Bohlman-Knorr-GansterReading specialist Sharon Ganster, kindergarten teacher Alyssa Knorr, and fourth grade teacher Rachel Bohlman applied for the competitive grant.  They requested to participate in the Lucy Calkins Teachers’ College in New York for intensive training in “Reading Workshop.”  The opportunity to apply for the grant came as a result of Eagle Point’s designation as a School of Recognition, which was awarded this past fall by the Department of Public Instruction.

Grants are awarded by the Fund for Teachers.  According to their website, Fund for Teachers is one of the largest funders of teacher learning in the country, investing $24 million in more than 6,500 teachers since 2001. The program annually awards grants to preK-12 educators seeking relevant knowledge and learning experiences through self-designed summer fellowships.

In order to use the grant funding, the teachers needed to gain acceptance to the New York Teachers’ College training program.

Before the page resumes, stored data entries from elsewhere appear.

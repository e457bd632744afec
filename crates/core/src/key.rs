//! Destination key construction
//!
//! Keys have the form `{hostname}-{instanceId}/{path relative to root}` and are
//! a pure function of the path and the identity metadata, so uploading the same
//! file twice always targets the same object.

use crate::metadata::CommonMetadata;
use std::path::{Component, Path, PathBuf};

/// Builds destination keys for files under a watched root
#[derive(Debug, Clone)]
pub struct DestinationKeys {
    root: PathBuf,
    prefix: String,
}

impl DestinationKeys {
    pub fn new(root: impl Into<PathBuf>, metadata: &CommonMetadata) -> Self {
        Self {
            root: root.into(),
            prefix: format!("{}-{}", metadata.hostname, metadata.instance_id),
        }
    }

    /// Key for `path`, or `None` when the path is not beneath the root
    pub fn key_for(&self, path: &Path) -> Option<String> {
        let relative = path.strip_prefix(&self.root).ok()?;

        let mut key = self.prefix.clone();
        for component in relative.components() {
            match component {
                Component::Normal(part) => {
                    key.push('/');
                    key.push_str(&part.to_string_lossy());
                }
                Component::CurDir => {}
                _ => return None,
            }
        }
        Some(key)
    }

    pub fn root(&self) -> &Path {
        &self.root
    }

    /// The `{hostname}-{instanceId}` prefix shared by every key
    pub fn prefix(&self) -> &str {
        &self.prefix
    }
}

#[cfg(test)]
mod tests {
    use super::*;
    use crate::metadata::Cloud;

    fn metadata() -> CommonMetadata {
        CommonMetadata {
            cloud: Cloud::Aws,
            hostname: "ip-10-0-0-1".to_string(),
            instance_id: "i-0abc".to_string(),
            ..CommonMetadata::default()
        }
    }

    #[test]
    fn test_key_is_prefix_plus_relative_path() {
        let keys = DestinationKeys::new("/data", &metadata());
        let key = keys.key_for(Path::new("/data/ks1/t1/snapshots/2024/sstable.db"));
        assert_eq!(
            key.as_deref(),
            Some("ip-10-0-0-1-i-0abc/ks1/t1/snapshots/2024/sstable.db")
        );
    }

    #[test]
    fn test_key_is_deterministic() {
        let keys = DestinationKeys::new("/data", &metadata());
        let path = Path::new("/data/ks1/t1/backups/a.db");
        assert_eq!(keys.key_for(path), keys.key_for(path));

        let rebuilt = DestinationKeys::new("/data", &metadata());
        assert_eq!(keys.key_for(path), rebuilt.key_for(path));
    }

    #[test]
    fn test_paths_outside_root_have_no_key() {
        let keys = DestinationKeys::new("/data", &metadata());
        assert_eq!(keys.key_for(Path::new("/etc/passwd")), None);
        assert_eq!(keys.key_for(Path::new("/data/../etc/passwd")), None);
    }

    #[test]
    fn test_unknown_identity_still_builds_keys() {
        let keys = DestinationKeys::new("/data", &CommonMetadata::default());
        assert_eq!(keys.prefix(), "-");
        assert_eq!(
            keys.key_for(Path::new("/data/x/backups/y.db")).as_deref(),
            Some("-/x/backups/y.db")
        );
    }
}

All three teachers were accepted. “We are very excited about this, not only for the three teachers who will benefit personally and professionally, but also for our school.  These teachers will help us develop teacher resources and demonstration classrooms as we begin learning about and implementing reading workshop next year,” said Eagle Point Principal, Ann Schoenberger.

Ganster, Knorr and Bohlman collectively thanked the Fund for Teachers, saying “We are grateful for the opportunity to attend the Summer Institute on the Teaching of Reading at The Teachers College in New York. The learning journey we are about to embark on will not only impact our own teaching, but as we share our learning with our school, district, and community, everyone will benefit.  What we are most excited about is the impact it will have on our students. Watching them grow as readers and become lifelong readers is why we do what we do each and every day.  Thank you Fund for Teachers!”

“The Wisconsin Department of Public Instruction and Fund for Teachers are committed to celebrating teachers who are passionate about their work and motivated from within. Teaching offers unique challenges and rewards to those who choose to work in the profession,” said State Superintendent Tony Evers in a letter to the three teachers. “We salute you and thank you for your dedication.”

“Fund for Teachers serves as a piggy bank of sorts, funding educators’ quests for deeper knowledge or mastery that transfers directly to students,” said Karen Webb, Fund for Teachers executive director. “We all learn by knowing, by doing. These grants offer teachers more than ‘one-size-fits-all’ professional development and it’s free for the district. Everyone wins, with the biggest winners being the students.”

This year the organization is awarding $1.8 million in grants to 487 teachers for self-designed fellowships.

The three teachers will attend an orientation meeting in May where they will receive information about their fellowship and receive their check.